He said that he had not seen the TYC report, but, "I don't know of anybody who ever covered up anything."
Many prison staffers at the West Texas State School complained about the abuse to their immediate bosses and to officials in Austin, the reports say.
But, for more than a year, no one in charge did anything to stop it. Evidence was ignored or covered up. Two years after a Texas Rangers investigation
concluded, no one has been prosecuted.
Some former employees say similar problems afflict many prisons run by the Texas Youth Commission, whose official mission is to "fix broken
children."
Fix broken children? You're going to fix broken children? With what? Broken adults?
This case brings to light an unsettling reality that many of us are already familiar with - but it's stories like these that help outsiders see what
goes on inside the system.
Sex abuse of state wards has always been a problem, and it's a notoriously slippery one.

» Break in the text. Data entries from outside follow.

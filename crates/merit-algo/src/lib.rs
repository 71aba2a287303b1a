//! # merit-algo: Economic Dispatch Algorithms
//!
//! Least-cost dispatch of a generator fleet for a single demand value.
//!
//! ## Pipeline
//!
//! 1. [`CostCurveLinearizer`] turns each quadratic cost curve into ordered
//!    linear segments, once per run ([`LinearizedFleet`]).
//! 2. [`lp::DispatchLpBuilder`] assembles the step's linear program from the
//!    segments and a [`DispatchStepInput`].
//! 3. An [`lp::LpBackend`] solves it ([`lp::ClarabelBackend`] by default) and
//!    reports the load-balance dual.
//! 4. [`DispatchEngine`] reads the solution back, re-prices the dispatch on
//!    the true quadratic curves and returns a [`StepOutcome`].
//!
//! ## Example
//!
//! ```rust,no_run
//! use std::sync::Arc;
//! use merit_algo::{DispatchEngine, DispatchPolicy, DispatchStepInput, StepOutcome};
//! use merit_core::{Fleet, Generator, GeneratorCategory, GeneratorId};
//!
//! let fleet = Fleet::new(vec![
//!     Generator::new(GeneratorId::new(0), "Gas", GeneratorCategory::Dispatchable, 100.0)
//!         .with_cost(0.0, 20.0, 0.0),
//! ])?;
//! let policy = DispatchPolicy::default();
//! let engine = DispatchEngine::from_policy(Arc::new(fleet), &policy)?;
//!
//! if let StepOutcome::Dispatched(result) = engine.dispatch(&DispatchStepInput::new(60.0, &policy)) {
//!     println!("cost {} $/h at {} $/MWh", result.total_cost, result.marginal_price);
//! }
//! # Ok::<(), merit_core::DispatchError>(())
//! ```

pub mod engine;
pub mod linearize;
pub mod lp;
pub mod policy;
pub mod step;

pub use engine::DispatchEngine;
pub use linearize::{CostCurveLinearizer, LinearSegment, LinearizedFleet, DEFAULT_SEGMENT_COUNT};
pub use lp::{LpBackend, LpSolution, LpStatus, SolveOptions};
pub use policy::DispatchPolicy;
pub use step::{DispatchStepInput, DispatchStepResult, FailureReason, StepOutcome};
//! Ordered step sequences for a run.

use merit_algo::{DispatchPolicy, DispatchStepInput};
use merit_core::{DispatchError, DispatchResult, Fleet};
use serde::{Deserialize, Serialize};

use crate::profile::AvailabilityProfile;

/// Default number of loads in a merit-order sweep.
pub const DEFAULT_SWEEP_STEPS: usize = 100;

/// Ordered step inputs; index `i` of every result series refers to step `i`.
#[derive(Debug, Clone, Default, PartialEq, Serialize, Deserialize)]
pub struct StepPlan {
    steps: Vec<DispatchStepInput>,
}

impl StepPlan {
    pub fn new(steps: Vec<DispatchStepInput>) -> Self {
        Self { steps }
    }

    /// `steps` evenly spaced loads from 0 to total fleet capacity, inclusive.
    pub fn merit_sweep(fleet: &Fleet, policy: &DispatchPolicy, steps: usize) -> DispatchResult<Self> {
        if steps == 0 {
            return Err(DispatchError::Config("sweep needs at least one step".into()));
        }
        let top = fleet.total_capacity_mw();
        let loads = (0..steps).map(|i| {
            if steps == 1 {
                0.0
            } else {
                top * i as f64 / (steps - 1) as f64
            }
        });
        Ok(Self {
            steps: loads.map(|load| DispatchStepInput::new(load, policy)).collect(),
        })
    }

    /// One step per load value, with availability fractions expanded onto
    /// every generator of the matching category.
    pub fn load_profile(
        fleet: &Fleet,
        loads: &[f64],
        availability: &AvailabilityProfile,
        policy: &DispatchPolicy,
    ) -> DispatchResult<Self> {
        if let Some((i, load)) = loads
            .iter()
            .enumerate()
            .find(|(_, l)| !l.is_finite() || **l < 0.0)
        {
            return Err(DispatchError::Validation(format!(
                "load at step {} must be finite and non-negative, got {}",
                i, load
            )));
        }
        availability.validate(loads.len())?;

        let steps = loads
            .iter()
            .enumerate()
            .map(|(i, &load)| {
                fleet
                    .iter()
                    .filter_map(|g| availability.fraction(g.category, i).map(|f| (g.id, f)))
                    .fold(DispatchStepInput::new(load, policy), |step, (id, f)| {
                        step.with_renewable_cap(id, f)
                    })
            })
            .collect();
        Ok(Self { steps })
    }

    /// Keep the leading `⌊len · fraction⌋` steps.
    pub fn truncated(mut self, fraction: f64) -> DispatchResult<Self> {
        if !(fraction > 0.0 && fraction <= 1.0) {
            return Err(DispatchError::Config(format!(
                "run fraction must be within (0, 1], got {}",
                fraction
            )));
        }
        let keep = (self.steps.len() as f64 * fraction).floor() as usize;
        self.steps.truncate(keep);
        Ok(self)
    }

    pub fn steps(&self) -> &[DispatchStepInput] {
        &self.steps
    }

    pub fn loads(&self) -> Vec<f64> {
        self.steps.iter().map(|s| s.load_mw).collect()
    }

    pub fn len(&self) -> usize {
        self.steps.len()
    }

    pub fn is_empty(&self) -> bool {
        self.steps.is_empty()
    }

    pub fn into_steps(self) -> Vec<DispatchStepInput> {
        self.steps
    }
}
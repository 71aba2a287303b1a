//! TOML configuration for dispatch runs.
//!
//! Partial documents are accepted; missing sections and keys fall back to
//! their defaults.
//!
//! ```toml
//! [policy]
//! segment_count = 10
//! system_reserve_pct = 10.0
//!
//! [scheduler]
//! workers = 4
//!
//! [plan]
//! sweep_steps = 100
//! run_fraction = 0.05
//! ```

use std::fs;
use std::path::Path;

use anyhow::{Context, Result};
use merit_algo::DispatchPolicy;
use merit_core::{DispatchError, DispatchResult};
use serde::{Deserialize, Serialize};

use crate::plan::DEFAULT_SWEEP_STEPS;
use crate::runner::SchedulerConfig;

/// Settings for building step plans.
#[derive(Debug, Clone, PartialEq, Serialize, Deserialize)]
#[serde(default)]
pub struct PlanConfig {
    /// Loads in a merit-order sweep
    pub sweep_steps: usize,
    /// Leading share of the plan to run, in (0, 1]
    pub run_fraction: f64,
    /// Duration of one step, for energy totals
    pub step_hours: f64,
}

impl Default for PlanConfig {
    fn default() -> Self {
        Self {
            sweep_steps: DEFAULT_SWEEP_STEPS,
            run_fraction: 1.0,
            step_hours: 1.0,
        }
    }
}

/// Complete run configuration.
#[derive(Debug, Clone, Default, PartialEq, Serialize, Deserialize)]
#[serde(default)]
pub struct DispatchConfig {
    pub policy: DispatchPolicy,
    pub scheduler: SchedulerConfig,
    pub plan: PlanConfig,
}

impl DispatchConfig {
    pub fn from_toml_str(contents: &str) -> DispatchResult<Self> {
        let config: Self =
            toml::from_str(contents).map_err(|e| DispatchError::Parse(e.to_string()))?;
        config.validate()?;
        Ok(config)
    }

    pub fn to_toml_string(&self) -> DispatchResult<String> {
        toml::to_string_pretty(self).map_err(|e| DispatchError::Parse(e.to_string()))
    }

    /// Load and validate a configuration file.
    pub fn load_from(path: &Path) -> Result<Self> {
        let contents = fs::read_to_string(path)
            .with_context(|| format!("reading dispatch config '{}'", path.display()))?;
        Self::from_toml_str(&contents)
            .with_context(|| format!("parsing dispatch config '{}'", path.display()))
    }

    pub fn save_to(&self, path: &Path) -> Result<()> {
        if let Some(parent) = path.parent() {
            fs::create_dir_all(parent)
                .with_context(|| format!("creating config directory '{}'", parent.display()))?;
        }
        let contents = self.to_toml_string().context("serializing dispatch config")?;
        fs::write(path, contents)
            .with_context(|| format!("writing dispatch config '{}'", path.display()))?;
        Ok(())
    }

    pub fn validate(&self) -> DispatchResult<()> {
        self.policy.validate()?;
        self.scheduler.validate()?;
        if self.plan.sweep_steps == 0 {
            return Err(DispatchError::Config("sweep_steps must be at least 1".into()));
        }
        if !(self.plan.run_fraction > 0.0 && self.plan.run_fraction <= 1.0) {
            return Err(DispatchError::Config(format!(
                "run_fraction must be within (0, 1], got {}",
                self.plan.run_fraction
            )));
        }
        if !(self.plan.step_hours > 0.0) || !self.plan.step_hours.is_finite() {
            return Err(DispatchError::Config(format!(
                "step_hours must be positive, got {}",
                self.plan.step_hours
            )));
        }
        Ok(())
    }
}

These kids are often at the mercy of their warders, who use
them in all kinds of horrific ways. Being in a position like that of some of these wards is not something I'd wish on anyone, the hopelessness, the
fear, the powerlessness. It's a horrible way to live. It results in even more strain on an already stressed person, and the results speak for
themselves.
Wards of the state have always had serious problems with criminality, recidivism, exploitation, drug abuse, and suicide. Nobody has ever questioned
why, because we mostly already know the answers. These kids come from messed up situations, and instead of being rehabilitated with a stable, loving
environment, many of them are exploited and abused by the very people paid to protect them, case officers and jailers and reform school employees.
I think most of us have sympathy for these kids, just based on whatever situation led to them being locked up in the first place. But when they have
to suffer through this as well, we really have to ask ourselves what business the state has trying to fix this problem - all it seems to do is make
matters worse. Don't we have an obligation to these kids to, at the very least, not make their lives worse?